MY WRITING UNTIL NOW
I’ve been writing since I was very young, in all different genres and formats. I still have hundreds of notebooks hiding under my bed filled with stories and poems, not to mention the countless files on my computer of play ideas or the first chapter of my next great novel. Most of this stuff is unfinished, and most of it nobody else has ever read. This is something I want to focus on over the next year – learning to enjoy sharing my work with others. All writing is a form of communication after all, and right now I’m only communicating with the underside of my mattress.
A few of the many, many notebooks
The only writing of mine that ever really gets to see the light of day is my academic writing for school and now uni. This is great of course; writing essays is an invaluable skill, but I haven’t really taken time to write creatively for years, since writing for assignments has overtaken my life. While there is a certain joy in writing academically – finding the perfect way to bring in the quote from that journal article, getting the exact right wording in your introduction – it’s not particularly creatively fulfilling. I am thrilled to be working with BunBanter over the next year and giving myself the chance to have this creative output. People talk about self-care in terms of bubble baths and scented candles a lot, but I think creativity and learning new things can also be invaluable to self-improvement and fulfilment.

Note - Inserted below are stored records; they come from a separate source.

#![cfg_attr(not(doctest), doc = include_str!("../README.md"))]
#![cfg_attr(docsrs, feature(doc_cfg))]

pub use k8s_openapi;
pub use kube;

pub mod alias;
pub mod connection;
pub mod error;
pub mod forward;
pub mod gvr;
pub mod retry;
pub mod scope;
pub mod selector;
pub mod shutdown;
pub mod watch;

#[cfg(test)]
mod testing;

pub use alias::{Alias, aliases, resolve_alias};
pub use connection::{Authorizer, Connection, Dial, KubeConnection};
pub use error::{Error, Result};
pub use forward::{ForwardState, Forwarder, Forwarders, PodForward};
pub use gvr::ResourceIdentity;
pub use scope::ScopeKey;
pub use selector::Selector;
pub use watch::{Factory, Options, ScopeCacheSet, WatchCache};

use kube::config::Kubeconfig;

/// Detects the Kubernetes context based on the provided `context` argument.
///
/// Context determination follows this priority:
/// 1. Uses the context if explicitly specified.
/// 2. Retrieves the current context from the kubeconfig file.
///
/// # Errors
/// Returns an error if the kubeconfig file cannot be read or if no current context is set in the kubeconfig.
pub fn determine_context(context: &Option<String>) -> anyhow::Result<String> {
    match context {
        Some(context) => Ok(context.to_string()),
        _ => {
            let kubeconfig = Kubeconfig::read()?;
            Ok(kubeconfig
                .current_context
                .ok_or_else(|| anyhow::anyhow!("current_context is not set"))?)
        }
    }
}

/// Determines the Kubernetes namespace based on the provided `namespace` and `context`.
///
/// Namespace determination follows this priority:
/// 1. Uses the namespace if explicitly specified.
/// 2. Retrieves the default namespace associated with the current context from kubeconfig.
/// 3. Uses "default".
pub fn determine_namespace(namespace: Option<String>, context: &str) -> String {
    if let Some(ns) = namespace {
        return ns;
    }

    match Kubeconfig::read() {
        Ok(kubeconfig) => namespace_of(&kubeconfig, context),
        Err(_) => String::from("default"),
    }
}

fn namespace_of(kubeconfig: &Kubeconfig, context: &str) -> String {
    kubeconfig
        .contexts
        .iter()
        .find(|c| c.name == context)
        .and_then(|context| {
            context
                .context
                .as_ref()
                .and_then(|ctx| ctx.namespace.clone())
        })
        .unwrap_or_else(|| String::from("default"))
}
use std::{
    collections::HashMap,
    sync::{Arc, Mutex, MutexGuard, PoisonError},
    time::Duration,
};

use futures::future::join_all;
use kube::{ResourceExt, api::DynamicObject};
use serde::{Deserialize, Serialize};
use tracing::{debug, warn};

use super::{ScopeCacheSet, WatchCache};
use crate::{
    connection::Connection,
    error::{Error, Result},
    forward::{Forwarder, Forwarders},
    gvr::{ResourceIdentity, namespaced},
    scope::ScopeKey,
    selector::{Selector, SelectorExt},
    shutdown::{self, Shutdown, Trigger},
};

/// Interval at which caches relist when no options are given.
pub const DEFAULT_RESYNC: Duration = Duration::from_secs(10 * 60);

/// Resource kinds requested as soon as a scope cache set is created.
pub const WARM_UP: [&str; 4] = [
    "v1/pods",
    "apiextensions.k8s.io/v1/customresourcedefinitions",
    "rbac.authorization.k8s.io/v1/clusterroles",
    "rbac.authorization.k8s.io/v1/roles",
];

/// Factory settings.
#[derive(Debug, Clone, Copy, PartialEq, Eq, Serialize, Deserialize)]
#[serde(default, rename_all = "camelCase")]
pub struct Options {
    /// Seconds between full relists of every cache; `0` disables relisting.
    pub resync_secs: u64,
}

impl Options {
    pub fn resync(&self) -> Duration {
        Duration::from_secs(self.resync_secs)
    }
}

impl Default for Options {
    fn default() -> Self {
        Self {
            resync_secs: DEFAULT_RESYNC.as_secs(),
        }
    }
}

struct State {
    trigger: Trigger,
    scopes: HashMap<ScopeKey, Arc<ScopeCacheSet>>,
    active: Option<ScopeKey>,
}

impl State {
    fn is_cluster_wide(&self) -> bool {
        self.scopes.contains_key(&ScopeKey::AllNamespaces)
    }
}

/// Tracks watch caches per scope and the port-forwards of a session.
///
/// Reads go through an authorization check before touching any cache. Cache
/// sets are created lazily, one per scope; once an all-namespaces set exists
/// every scope is served from it.
///
/// Creating cache sets starts their background synchronization. Kube-backed
/// caches need a tokio runtime for that; without one, creation fails with
/// [`Error::NoRuntime`].
pub struct Factory {
    conn: Arc<dyn Connection>,
    options: Options,
    shutdown: Shutdown,
    state: Mutex<State>,
    forwarders: Mutex<Forwarders>,
}

impl Factory {
    pub fn new(conn: Arc<dyn Connection>) -> Self {
        Self::with_options(conn, Options::default())
    }

    pub fn with_options(conn: Arc<dyn Connection>, options: Options) -> Self {
        let (trigger, shutdown) = shutdown::channel();
        Self {
            conn,
            options,
            shutdown,
            state: Mutex::new(State {
                trigger,
                scopes: HashMap::new(),
                active: None,
            }),
            forwarders: Mutex::new(Forwarders::new()),
        }
    }

    /// Returns the factory connection.
    pub fn connection(&self) -> &Arc<dyn Connection> {
        &self.conn
    }

    pub fn options(&self) -> Options {
        self.options
    }

    /// Signal fired on [`Factory::terminate`].
    pub fn shutdown(&self) -> Shutdown {
        self.shutdown.clone()
    }

    fn state(&self) -> MutexGuard<'_, State> {
        self.state.lock().unwrap_or_else(PoisonError::into_inner)
    }

    fn registry(&self) -> MutexGuard<'_, Forwarders> {
        self.forwarders.lock().unwrap_or_else(PoisonError::into_inner)
    }

    /// Lists cached objects of `gvr` in scope `ns`.
    ///
    /// The cluster-scoped and all-namespaces scopes list every cached object;
    /// a namespace scope lists that namespace only.
    pub async fn list(
        &self,
        gvr: impl Into<ResourceIdentity>,
        ns: impl Into<ScopeKey>,
        sel: &Selector,
    ) -> Result<Vec<Arc<DynamicObject>>> {
        let (gvr, scope) = (gvr.into(), ns.into());
        self.authorize(&scope, &gvr, "list").await?;

        let cache = self.for_resource(&scope, &gvr)?;
        Ok(cache.list(scope.namespace(), sel))
    }

    /// Gets a cached object of `gvr` by `namespace/name` path.
    ///
    /// Cluster-scoped objects are addressed as `-/name`; bare names are looked
    /// up without namespace.
    pub async fn get(
        &self,
        gvr: impl Into<ResourceIdentity>,
        path: &str,
        sel: &Selector,
    ) -> Result<Arc<DynamicObject>> {
        let gvr = gvr.into();
        let (ns, name) = namespaced(path);
        let scope = ScopeKey::from(ns);
        self.authorize(&scope, &gvr, "get").await?;

        let cache = self.for_resource(&scope, &gvr)?;
        debug!(%gvr, scope = %scope, path, "get");
        cache
            .get(scope.namespace(), &name)
            .filter(|obj| sel.matches(obj.labels()))
            .ok_or(Error::NotFound {
                resource: gvr,
                name: path.to_string(),
            })
    }

    async fn authorize(&self, scope: &ScopeKey, gvr: &ResourceIdentity, verb: &str) -> Result<()> {
        match self.conn.can_i(scope, gvr, &[verb]).await {
            Ok(true) => Ok(()),
            Ok(false) => {
                debug!(verb, %gvr, scope = %scope, "access denied");
                Err(Error::AccessDenied {
                    verb: verb.to_string(),
                    scope: scope.clone(),
                    resource: gvr.clone(),
                })
            }
            Err(source) => Err(Error::AuthCheckFailed {
                resource: gvr.clone(),
                source,
            }),
        }
    }

    /// Waits until every owned cache received its initial listing.
    ///
    /// There is no timeout; wrap the call to bound it. Returns `false` if some
    /// cache could not sync, e.g. because the factory was terminated.
    pub async fn wait_for_sync(&self) -> bool {
        let sets: Vec<_> = self.state().scopes.values().cloned().collect();
        let synced = join_all(sets.iter().map(|set| set.wait_for_sync(&self.shutdown))).await;
        synced.iter().all(|caches| caches.values().all(|ok| *ok))
    }

    /// Starts every owned cache set.
    pub fn init(&self) {
        self.start();
    }

    /// Starts background synchronization of every owned cache.
    ///
    /// Already running caches are left alone.
    pub fn start(&self) {
        let sets: Vec<_> = self.state().scopes.values().cloned().collect();
        for set in sets {
            debug!(scope = %set.scope(), "starting cache set");
            if let Err(error) = set.start(&self.shutdown) {
                warn!(%error, scope = %set.scope(), "failed to start cache set");
            }
        }
    }

    /// Stops every cache and port-forward.
    ///
    /// The factory cannot create caches afterwards. Calling it again is a no-op.
    pub fn terminate(&self) {
        let scopes = {
            let mut state = self.state();
            if state.trigger.fire() {
                debug!("cache factory terminated");
            }
            std::mem::take(&mut state.scopes)
        };
        drop(scopes);

        if let Err(error) = self.registry().terminate_all() {
            warn!(%error, "failed to stop port-forwards");
        }
    }

    /// Makes `ns` the active scope, creating its cache set if needed.
    ///
    /// Nothing is created while an all-namespaces cache set exists.
    pub fn set_active(&self, ns: impl Into<ScopeKey>) -> Result<()> {
        let scope = ns.into();
        let mut state = self.state();
        if !state.is_cluster_wide() {
            self.ensure(&mut state, &scope)?;
        }
        state.active = Some(scope);
        Ok(())
    }

    pub fn active(&self) -> Option<ScopeKey> {
        self.state().active.clone()
    }

    pub fn is_cluster_wide(&self) -> bool {
        self.state().is_cluster_wide()
    }

    /// Scopes that currently own a cache set.
    pub fn scopes(&self) -> Vec<ScopeKey> {
        let mut scopes: Vec<_> = self.state().scopes.keys().cloned().collect();
        scopes.sort();
        scopes
    }

    /// Returns the cache set of `scope` without creating it.
    pub fn scope_set(&self, scope: &ScopeKey) -> Option<Arc<ScopeCacheSet>> {
        self.state().scopes.get(scope).cloned()
    }

    /// Returns the cache set serving `scope`, creating, warming and starting it
    /// on first access.
    pub fn ensure_scope(&self, scope: &ScopeKey) -> Result<Arc<ScopeCacheSet>> {
        let mut state = self.state();
        self.ensure(&mut state, scope)
    }

    fn ensure(&self, state: &mut State, scope: &ScopeKey) -> Result<Arc<ScopeCacheSet>> {
        if state.trigger.is_fired() {
            return Err(Error::Terminated);
        }
        let scope = if state.is_cluster_wide() {
            ScopeKey::AllNamespaces
        } else {
            scope.clone()
        };
        if let Some(set) = state.scopes.get(&scope) {
            return Ok(Arc::clone(set));
        }

        let set = Arc::new(ScopeCacheSet::new(
            self.conn.dial()?,
            self.options.resync(),
            scope.clone(),
        ));
        debug!(scope = %scope, "cache set created");
        for gvr in WARM_UP.map(ResourceIdentity::parse) {
            // Kinds that fail to warm up are built on first real access.
            if set.for_resource(&gvr).is_none() {
                debug!(%gvr, scope = %scope, "warm-up skipped");
            }
        }
        set.start(&self.shutdown)?;
        state.scopes.insert(scope, Arc::clone(&set));

        Ok(set)
    }

    /// Returns the started cache of `gvr` serving `scope`.
    ///
    /// A cache whose kind turned out not to be served is dropped and reported
    /// as missing; the next request builds it again.
    pub fn for_resource(
        &self,
        scope: &ScopeKey,
        gvr: &ResourceIdentity,
    ) -> Result<Arc<dyn WatchCache>> {
        let set = self.ensure_scope(scope)?;
        let cache = set
            .for_resource(gvr)
            .ok_or_else(|| Error::CacheNotFound(gvr.clone()))?;
        if !cache.served() {
            set.forget(gvr);
            debug!(%gvr, scope = %set.scope(), "dropped cache of unserved resource");
            return Err(Error::CacheNotFound(gvr.clone()));
        }
        cache.start(&self.shutdown)?;
        Ok(cache)
    }

    /// Requests the cache of `gvr` in `ns` ahead of its first use.
    pub fn preload(&self, ns: impl Into<ScopeKey>, gvr: impl Into<ResourceIdentity>) {
        let (scope, gvr) = (ns.into(), gvr.into());
        if let Err(error) = self.for_resource(&scope, &gvr) {
            debug!(%error, %gvr, scope = %scope, "preload failed");
        }
    }

    /// Logs and returns the scopes owning a cache set.
    pub fn dump(&self) -> Vec<ScopeKey> {
        let scopes = self.scopes();
        for scope in &scopes {
            debug!(scope = %scope, "cache set");
        }
        scopes
    }

    /// Logs and returns the store keys of the cache of `gvr` in `ns`.
    pub fn show(
        &self,
        ns: impl Into<ScopeKey>,
        gvr: impl Into<ResourceIdentity>,
    ) -> Result<Vec<String>> {
        let (scope, gvr) = (ns.into(), gvr.into());
        let mut keys = self.for_resource(&scope, &gvr)?.keys();
        keys.sort();
        for key in &keys {
            debug!(%gvr, scope = %scope, key = %key, "cached");
        }
        Ok(keys)
    }

    /// Registers a port-forward, stopping any other one under the same path.
    pub fn register_forwarder(&self, fwd: Arc<dyn Forwarder>) {
        self.registry().register(fwd);
    }

    /// Stops and forgets the port-forward at `path`.
    pub fn delete_forwarder(&self, path: &str) {
        if let Err(error) = self.registry().unregister(path) {
            warn!(%error, path, "failed to stop port-forward");
        }
    }

    pub fn forwarder_for(&self, path: &str) -> Option<Arc<dyn Forwarder>> {
        self.registry().lookup(path)
    }

    pub fn forwarders(&self) -> Vec<Arc<dyn Forwarder>> {
        self.registry().all()
    }
}

impl Drop for Factory {
    fn drop(&mut self) {
        self.terminate();
    }
}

When I was younger, I was inspired by books like C. S. Lewis’s Narnia series, or Little Women by Louisa May Alcott – classics passed on to me from my parents – as well as more contemporary books like the Ruby Redfort series by Lauren Child, which followed the antics of a teen spy. I think as I’ve grown up, I have evolved as a reader and a writer, so it isn’t all magical worlds and exciting chases. What most interests me at the moment are the specific interpersonal dramas that I’ve read from writers like Arthur Miller and in Daphne du Maurier’s Rebecca. When I am writing my own plays, I would like to write like this, where the drama comes from the tensions and conflict of particular character relationships, of people just like you or me.
Baby Liv, reading with Dad, 2009.
I have been involved in theatre in different roles for many years. This has included roles in plays and LAMDA (London Academy of Music and Dramatic Art) acting exams. I think acting can be a vulnerable experience, like all forms of creativity. You’re essentially putting little bits of yourself on a plate for other people’s entertainment. There’s something specifically and uniquely vulnerable about writing. Maybe it’s something about your words, your ideas… You’re not interpreting someone else, it’s all you, on paper for others to read, and in the case of plays, interpret and perform. So, needless to say, I’m nervous, but I am excited too! I think it will be good for me to take risks. Over the past year, I have left school, started Uni, learnt to live by myself, all in the midst of a global pandemic… Stepping out of my comfort zone in terms of writing should be fine, right?